Could you return the whole listing, character for character?
---------- AVAILABLE DATA ----------
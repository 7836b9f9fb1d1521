//! Schema-driven type coercion
//!
//! Conversion is best-effort per cell: a cell that cannot be represented in
//! the declared type becomes Null instead of failing. Only an unrecognized
//! declared type (or a schema column missing from the table) fails, and it
//! fails before any cell is touched.

use chrono::{DateTime, NaiveDate, NaiveDateTime};

use crate::error::{Error, Result};
use crate::table::{Table, Value};

use super::types::{DataType, Schema};

/// Converts a table to the declared types of `schema`.
///
/// Columns not named by the schema are left unchanged.
pub fn convert(mut table: Table, schema: &Schema) -> Result<Table> {
    let targets = schema.resolve()?;

    let mut plan = Vec::with_capacity(targets.len());
    for target in &targets {
        let idx = table.column_index(&target.name).ok_or_else(|| {
            Error::Schema(format!("Column {} declared in schema but missing from table", target.name))
        })?;
        plan.push((idx, target.data_type));
    }

    for (idx, data_type) in plan {
        for row in table.rows_mut().iter_mut() {
            let cell = std::mem::replace(&mut row[idx], Value::Null);
            row[idx] = coerce_value(cell, data_type);
        }
        table.set_column_type(idx, data_type);
    }

    Ok(table)
}

/// Infers declared types for a table of text cells.
///
/// A text column becomes INTEGER, REAL or BOOLEAN only when every non-null
/// cell parses as that type and renders back to exactly the same text, so
/// committing an unmodified table leaves its file unchanged. Anything else
/// stays TEXT. Typed columns keep their type.
pub fn infer_schema(table: &Table) -> Schema {
    Schema::from_pairs(table.columns().iter().enumerate().map(|(idx, column)| {
        let data_type = match column.data_type {
            DataType::Text => {
                let cells: Vec<&str> = table
                    .rows()
                    .iter()
                    .filter_map(|row| match &row[idx] {
                        Value::Text(s) => Some(s.as_str()),
                        _ => None,
                    })
                    .collect();
                infer_type(&cells)
            }
            other => other,
        };
        (column.name.clone(), data_type.type_name())
    }))
}

fn infer_type(cells: &[&str]) -> DataType {
    if cells.is_empty() {
        DataType::Text
    } else if cells.iter().all(|c| is_canonical_integer(c)) {
        DataType::Integer
    } else if cells.iter().all(|c| is_canonical_real(c)) {
        DataType::Real
    } else if cells.iter().all(|c| *c == "true" || *c == "false") {
        DataType::Boolean
    } else {
        DataType::Text
    }
}

fn is_canonical_integer(cell: &str) -> bool {
    cell.parse::<i64>()
        .map(|i| Value::Int(i).to_string() == cell)
        .unwrap_or(false)
}

// Non-finite values (`nan`, `inf`) are text
fn is_canonical_real(cell: &str) -> bool {
    cell.parse::<f64>()
        .map(|f| f.is_finite() && Value::Float(f).to_string() == cell)
        .unwrap_or(false)
}

/// Coerces one value to a declared type
pub fn coerce_value(value: Value, data_type: DataType) -> Value {
    if value.is_null() {
        return Value::Null;
    }
    match data_type {
        DataType::Integer => to_integer(value),
        DataType::Real => to_real(value),
        DataType::Boolean => to_boolean(value),
        DataType::Date => to_date(value),
        DataType::Text => match value {
            Value::Text(_) => value,
            other => Value::Text(other.to_string()),
        },
    }
}

fn to_integer(value: Value) -> Value {
    match value {
        Value::Int(_) => value,
        Value::Bool(b) => Value::Int(b as i64),
        Value::Float(f) => integral(f),
        Value::Text(s) => {
            let s = s.trim();
            match s.parse::<i64>() {
                Ok(i) => Value::Int(i),
                Err(_) => s.parse::<f64>().map(integral).unwrap_or(Value::Null),
            }
        }
        Value::Null | Value::Date(_) => Value::Null,
    }
}

fn integral(f: f64) -> Value {
    if f.is_finite() && f.fract() == 0.0 && f.abs() < i64::MAX as f64 {
        Value::Int(f as i64)
    } else {
        Value::Null
    }
}

fn to_real(value: Value) -> Value {
    match value {
        Value::Float(_) => value,
        Value::Int(i) => Value::Float(i as f64),
        Value::Bool(b) => Value::Float(if b { 1.0 } else { 0.0 }),
        Value::Text(s) => s
            .trim()
            .parse::<f64>()
            .map(Value::Float)
            .unwrap_or(Value::Null),
        Value::Null | Value::Date(_) => Value::Null,
    }
}

fn to_boolean(value: Value) -> Value {
    match value {
        Value::Bool(_) => value,
        Value::Text(s) => {
            if s.eq_ignore_ascii_case("true") {
                Value::Bool(true)
            } else if s.eq_ignore_ascii_case("false") {
                Value::Bool(false)
            } else {
                // general truthiness: any non-empty text
                Value::Bool(!s.is_empty())
            }
        }
        Value::Int(i) => Value::Bool(i != 0),
        Value::Float(f) => Value::Bool(f != 0.0),
        Value::Date(_) => Value::Bool(true),
        Value::Null => Value::Null,
    }
}

fn to_date(value: Value) -> Value {
    match value {
        Value::Date(_) => value,
        Value::Text(s) => parse_date(&s).map(Value::Date).unwrap_or(Value::Null),
        _ => Value::Null,
    }
}

/// Parses a calendar date from common text forms
pub fn parse_date(text: &str) -> Option<NaiveDate> {
    let text = text.trim();
    if let Ok(d) = NaiveDate::parse_from_str(text, "%Y-%m-%d") {
        return Some(d);
    }
    if let Ok(d) = NaiveDate::parse_from_str(text, "%Y/%m/%d") {
        return Some(d);
    }
    if let Ok(dt) = NaiveDateTime::parse_from_str(text, "%Y-%m-%d %H:%M:%S") {
        return Some(dt.date());
    }
    if let Ok(dt) = NaiveDateTime::parse_from_str(text, "%Y-%m-%dT%H:%M:%S") {
        return Some(dt.date());
    }
    DateTime::parse_from_rfc3339(text).ok().map(|dt| dt.date_naive())
}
----------
### RESPONSE AREA
repository 7836b9f9fb1d1521
//! Schema-driven type coercion
//!
//! Conversion is best-effort per cell: a cell that cannot be represented in
//! the declared type becomes Null instead of failing. Only an unrecognized
//! declared type (or a schema column missing from the table) fails, and it
//! fails before any cell is touched.

use chrono::{DateTime, NaiveDate, NaiveDateTime};

use crate::error::{Error, Result};
use crate::table::{Table, Value};

use super::types::{DataType, Schema};

/// Converts a table to the declared types of `schema`.
///
/// Columns not named by the schema are left unchanged.
pub fn convert(mut table: Table, schema: &Schema) -> Result<Table> {
    let targets = schema.resolve()?;

    let mut plan = Vec::with_capacity(targets.len());
    for target in &targets {
        let idx = table.column_index(&target.name).ok_or_else(|| {
            Error::Schema(format!("Column {} declared in schema but missing from table", target.name))
        })?;
        plan.push((idx, target.data_type));
    }

    for (idx, data_type) in plan {
        for row in table.rows_mut().iter_mut() {
            let cell = std::mem::replace(&mut row[idx], Value::Null);
            row[idx] = coerce_value(cell, data_type);
        }
        table.set_column_type(idx, data_type);
    }

    Ok(table)
}

/// Infers declared types for a table of text cells.
///
/// A text column becomes INTEGER, REAL or BOOLEAN only when every non-null
/// cell parses as that type and renders back to exactly the same text, so
/// committing an unmodified table leaves its file unchanged. Anything else
/// stays TEXT. Typed columns keep their type.
pub fn infer_schema(table: &Table) -> Schema {
    Schema::from_pairs(table.columns().iter().enumerate().map(|(idx, column)| {
        let data_type = match column.data_type {
            DataType::Text => {
                let cells: Vec<&str> = table
                    .rows()
                    .iter()
                    .filter_map(|row| match &row[idx] {
                        Value::Text(s) => Some(s.as_str()),
                        _ => None,
                    })
                    .collect();
                infer_type(&cells)
            }
            other => other,
        };
        (column.name.clone(), data_type.type_name())
    }))
}

fn infer_type(cells: &[&str]) -> DataType {
    if cells.is_empty() {
        DataType::Text
    } else if cells.iter().all(|c| is_canonical_integer(c)) {
        DataType::Integer
    } else if cells.iter().all(|c| is_canonical_real(c)) {
        DataType::Real
    } else if cells.iter().all(|c| *c == "true" || *c == "false") {
        DataType::Boolean
    } else {
        DataType::Text
    }
}

fn is_canonical_integer(cell: &str) -> bool {
    cell.parse::<i64>()
        .map(|i| Value::Int(i).to_string() == cell)
        .unwrap_or(false)
}

// Non-finite values (`nan`, `inf`) are text
fn is_canonical_real(cell: &str) -> bool {
    cell.parse::<f64>()
        .map(|f| f.is_finite() && Value::Float(f).to_string() == cell)
        .unwrap_or(false)
}

/// Coerces one value to a declared type
pub fn coerce_value(value: Value, data_type: DataType) -> Value {
    if value.is_null() {
        return Value::Null;
    }
    match data_type {
        DataType::Integer => to_integer(value),
        DataType::Real => to_real(value),
        DataType::Boolean => to_boolean(value),
        DataType::Date => to_date(value),
        DataType::Text => match value {
            Value::Text(_) => value,
            other => Value::Text(other.to_string()),
        },
    }
}

fn to_integer(value: Value) -> Value {
    match value {
        Value::Int(_) => value,
        Value::Bool(b) => Value::Int(b as i64),
        Value::Float(f) => integral(f),
        Value::Text(s) => {
            let s = s.trim();
            match s.parse::<i64>() {
                Ok(i) => Value::Int(i),
                Err(_) => s.parse::<f64>().map(integral).unwrap_or(Value::Null),
            }
        }
        Value::Null | Value::Date(_) => Value::Null,
    }
}

fn integral(f: f64) -> Value {
    if f.is_finite() && f.fract() == 0.0 && f.abs() < i64::MAX as f64 {
        Value::Int(f as i64)
    } else {
        Value::Null
    }
}

fn to_real(value: Value) -> Value {
    match value {
        Value::Float(_) => value,
        Value::Int(i) => Value::Float(i as f64),
        Value::Bool(b) => Value::Float(if b { 1.0 } else { 0.0 }),
        Value::Text(s) => s
            .trim()
            .parse::<f64>()
            .map(Value::Float)
            .unwrap_or(Value::Null),
        Value::Null | Value::Date(_) => Value::Null,
    }
}

fn to_boolean(value: Value) -> Value {
    match value {
        Value::Bool(_) => value,
        Value::Text(s) => {
            if s.eq_ignore_ascii_case("true") {
                Value::Bool(true)
            } else if s.eq_ignore_ascii_case("false") {
                Value::Bool(false)
            } else {
                // general truthiness: any non-empty text
                Value::Bool(!s.is_empty())
            }
        }
        Value::Int(i) => Value::Bool(i != 0),
        Value::Float(f) => Value::Bool(f != 0.0),
        Value::Date(_) => Value::Bool(true),
        Value::Null => Value::Null,
    }
}

fn to_date(value: Value) -> Value {
    match value {
        Value::Date(_) => value,
        Value::Text(s) => parse_date(&s).map(Value::Date).unwrap_or(Value::Null),
        _ => Value::Null,
    }
}

/// Parses a calendar date from common text forms
pub fn parse_date(text: &str) -> Option<NaiveDate> {
    let text = text.trim();
    if let Ok(d) = NaiveDate::parse_from_str(text, "%Y-%m-%d") {
        return Some(d);
    }
    if let Ok(d) = NaiveDate::parse_from_str(text, "%Y/%m/%d") {
        return Some(d);
    }
    if let Ok(dt) = NaiveDateTime::parse_from_str(text, "%Y-%m-%d %H:%M:%S") {
        return Some(dt.date());
    }
    if let Ok(dt) = NaiveDateTime::parse_from_str(text, "%Y-%m-%dT%H:%M:%S") {
        return Some(dt.date());
    }
    DateTime::parse_from_rfc3339(text).ok().map(|dt| dt.date_naive())
}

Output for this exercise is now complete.